There is A LOT of data being sent from the drone, thus the structs are very
complex. (Ex. Here is how you get the altimeters data:
Youll do more with this data in Lab 4, but you can start playing around with the
sensor values you can get.
This task will display any relevant information to the LCD or LEDs. Be creative.
You can show the RPM from the motor tasks as well as the navigation data
(altimeter, roll, pitch, yaw, etc). Work on this task last after you get the basic
controls working.

*Note that you are allowed to break up any of the task mentioned above into smaller
tasks if you think it makes your design better.

Implementation Advice

Use can use the supplied Lab 3 code as a starting point for this lab. Also, refer to the
example FreeRTOS implementation also supplied for Lab 3 in helping you learn how to
use FreeRTOS (Lab3_Examples). You will be referring to http://www.freertos.org/, the
make API, the notepack, and the text book for this lab. Also, check out the Make API:
You will have to port your application to FreeRTOS.
1. One by one, port your tasks to FreeRTOS. Start with the simplest tasks. What are
the issues and changes required for each task? Document these in your report.
2. Think about how can you arrange task priorities so that all of your real-time
requirements are met?
3. Make sure to observe all output to make sure your tasks are working correctly.
The Make folks have written wrapper functions around the FreeRTOS calls which we
will sometimes use for convenience. You are free to use either the wrapper functions or
native FreeRTOS calls. See the notepack notes on FreeRTOS. We will also go over
FreeRTOS in class.
One of the advantages of using heavy is that OSC debug is enabled, which allows you to
print debug messages to the screen of the PS (as long as your USB cable is connected).
However, OSC debug is a huge memory hog and can cause a lot of problems with your
tasks. Make sure to disable as much of it as possible and use it sparingly.
Remember that in FreeRTOS you dont have a main.c. Main is already built in. The entry
point for your application will be void run(), which will create and insert your tasks into
the FreeRTOS scheduler (see make.c in the sample code).
One suggestion for Lab 3 is to break it up into two parts. The first is to get the motor
speed sensor and the pwm working first (you can even just use your Lab 2 scheduler for
this) and then just compile it and be done with it. In the second part, just focus on the
drone related tasks using FreeRTOS.

Testing Requirements

Lab 3 will be tested using procedures and methods similar to Lab 2. For example, PWM
outputs will be verified with the oscilloscope or by observing the motor. Drone control
will be tested using the keypad and/or joystick (depending on how you implement it).

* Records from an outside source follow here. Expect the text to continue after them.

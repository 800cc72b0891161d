//! Configuration types.
//!
//! Everything is read from the environment at startup. Unparseable numbers
//! fall back to the default with a warning; unknown enum values are errors.

use std::path::PathBuf;
use std::time::Duration;

use crate::error::ConfigError;

/// Default placeholder used when media content cannot be extracted.
pub const DEFAULT_MEDIA_FALLBACK: &str = "[Mídia recebida - conteúdo indisponível]";

/// Which deliveries share a rate-limit cooldown.
#[derive(Debug, Clone, Copy, PartialEq, Eq, Default)]
pub enum RateLimitScope {
    /// One cooldown for every conversation in the process.
    #[default]
    Global,
    /// Each counterparty has its own cooldown.
    PerCounterparty,
}

impl std::str::FromStr for RateLimitScope {
    type Err = ConfigError;

    fn from_str(s: &str) -> Result<Self, Self::Err> {
        match s.trim().to_ascii_lowercase().as_str() {
            "global" => Ok(Self::Global),
            "per_counterparty" | "per-counterparty" => Ok(Self::PerCounterparty),
            other => Err(ConfigError::InvalidValue {
                key: "BROKER_ASSIST_RATE_LIMIT_SCOPE".into(),
                message: format!("unknown scope '{other}' (expected global or per_counterparty)"),
            }),
        }
    }
}

/// Queue worker configuration.
#[derive(Debug, Clone)]
pub struct QueueConfig {
    /// Worker timer period.
    pub tick_interval: Duration,
    /// Minimum spacing between successful deliveries.
    pub rate_limit_interval: Duration,
    /// Cooldown scope.
    pub rate_limit_scope: RateLimitScope,
    /// Failed attempts allowed before a job is terminal is `max_retries + 1`.
    pub max_retries: u32,
    /// Upper bound on each collaborator call inside a tick. `None` waits forever.
    pub attempt_timeout: Option<Duration>,
}

impl Default for QueueConfig {
    fn default() -> Self {
        Self {
            tick_interval: Duration::from_secs(10),
            rate_limit_interval: Duration::from_secs(60),
            rate_limit_scope: RateLimitScope::Global,
            max_retries: 3,
            attempt_timeout: Some(Duration::from_secs(120)),
        }
    }
}

impl QueueConfig {
    pub fn from_env() -> Result<Self, ConfigError> {
        let defaults = Self::default();
        let timeout_secs = env_parse(
            "BROKER_ASSIST_ATTEMPT_TIMEOUT_SECS",
            defaults.attempt_timeout.map(|d| d.as_secs()).unwrap_or(0),
        );
        let rate_limit_scope = match std::env::var("BROKER_ASSIST_RATE_LIMIT_SCOPE") {
            Ok(raw) => raw.parse()?,
            Err(_) => defaults.rate_limit_scope,
        };

        Ok(Self {
            tick_interval: Duration::from_secs(
                env_parse("BROKER_ASSIST_TICK_SECS", defaults.tick_interval.as_secs()).max(1),
            ),
            rate_limit_interval: Duration::from_secs(env_parse(
                "BROKER_ASSIST_RATE_LIMIT_SECS",
                defaults.rate_limit_interval.as_secs(),
            )),
            rate_limit_scope,
            max_retries: env_parse("BROKER_ASSIST_MAX_RETRIES", defaults.max_retries),
            attempt_timeout: (timeout_secs > 0).then(|| Duration::from_secs(timeout_secs)),
        })
    }
}

/// Admission gate configuration.
#[derive(Debug, Clone, Default)]
pub struct AdmissionConfig {
    /// Addresses always admitted with full confidence (testing / ops).
    pub allowlist: Vec<String>,
}

impl AdmissionConfig {
    pub fn from_env() -> Self {
        Self {
            allowlist: env_list("BROKER_ASSIST_ALLOWLIST"),
        }
    }
}

/// Reply generator configuration.
#[derive(Debug, Clone)]
pub struct GeneratorConfig {
    pub api_key: secrecy::SecretString,
    pub model: String,
    pub base_url: String,
    pub max_tokens: u32,
    pub temperature: f32,
}

impl GeneratorConfig {
    pub fn from_env() -> Result<Self, ConfigError> {
        let api_key = std::env::var("ANTHROPIC_API_KEY")
            .map_err(|_| ConfigError::MissingEnvVar("ANTHROPIC_API_KEY".into()))?;
        Ok(Self {
            api_key: secrecy::SecretString::from(api_key),
            model: std::env::var("BROKER_ASSIST_MODEL")
                .unwrap_or_else(|_| "claude-sonnet-4-20250514".to_string()),
            base_url: std::env::var("BROKER_ASSIST_LLM_URL")
                .unwrap_or_else(|_| "https://api.anthropic.com".to_string()),
            max_tokens: env_parse("BROKER_ASSIST_REPLY_MAX_TOKENS", 400),
            temperature: 0.4,
        })
    }
}

/// Outbound gateway configuration. Absent URL means dry-run.
#[derive(Debug, Clone)]
pub struct GatewayConfig {
    pub send_url: String,
    pub token: Option<secrecy::SecretString>,
}

impl GatewayConfig {
    pub fn from_env() -> Option<Self> {
        let send_url = std::env::var("BROKER_ASSIST_GATEWAY_URL").ok()?;
        Some(Self {
            send_url,
            token: std::env::var("BROKER_ASSIST_GATEWAY_TOKEN")
                .ok()
                .map(secrecy::SecretString::from),
        })
    }
}

/// Top-level service configuration.
#[derive(Debug, Clone)]
pub struct AppConfig {
    pub db_path: PathBuf,
    pub port: u16,
    pub media_fallback: String,
    pub extractor_url: Option<String>,
    pub queue: QueueConfig,
    pub admission: AdmissionConfig,
    pub gateway: Option<GatewayConfig>,
}

impl AppConfig {
    pub fn from_env() -> Result<Self, ConfigError> {
        Ok(Self {
            db_path: std::env::var("BROKER_ASSIST_DB_PATH")
                .map(PathBuf::from)
                .unwrap_or_else(|_| PathBuf::from("./data/broker-assist.db")),
            port: env_parse("BROKER_ASSIST_PORT", 8080),
            media_fallback: std::env::var("BROKER_ASSIST_MEDIA_FALLBACK")
                .unwrap_or_else(|_| DEFAULT_MEDIA_FALLBACK.to_string()),
            extractor_url: std::env::var("BROKER_ASSIST_EXTRACTOR_URL").ok(),
            queue: QueueConfig::from_env()?,
            admission: AdmissionConfig::from_env(),
            gateway: GatewayConfig::from_env(),
        })
    }
}

fn env_parse<T>(key: &str, default: T) -> T
where
    T: std::str::FromStr + std::fmt::Display,
{
    match std::env::var(key) {
        Ok(raw) => raw.trim().parse().unwrap_or_else(|_| {
            tracing::warn!(key, value = %raw, default = %default, "Invalid value, using default");
            default
        }),
        Err(_) => default,
    }
}

fn env_list(key: &str) -> Vec<String> {
    std::env::var(key)
        .unwrap_or_default()
        .split(',')
        .map(|s| s.trim().to_string())
        .filter(|s| !s.is_empty())
        .collect()
}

Turn in your commented source code and your compiled bin file(s) to the website by the
due date specified on the class schedule. You will be asked to flash your board with the
submitted bin files for the demo. Do not forget to use proper and consistent coding style;
including proper comments. Also turn in a document that identifies which portion(s) of
the project everyone worked on.
Grade breakdown:

70 points total:
PWM and motor speed control: 10 points
Keypad input and joystick input work: 15 points
Display works and shows nav data: 10 points
Working drone control: 15 points
Lab report: 15 points
Commented and well organized code: 5 points

Accessories Board
The accessories board contains several devices for our software to interact with. The
schematics can be found below. Pinouts are shown for the black and white wire clamp
terminal block (pin number shown in white on the PCB. The test points are small loops to
which you can hook your scope. The DC pager motor is wired to the two pads shown in
parallel with D5. The two BJTs (T1 and T2) are biased to switch fully on or off according
to an input on pin 6 of the terminal block. Note that power and ground are prewired via
solder connections to the board so it is always energized when the power switch is on.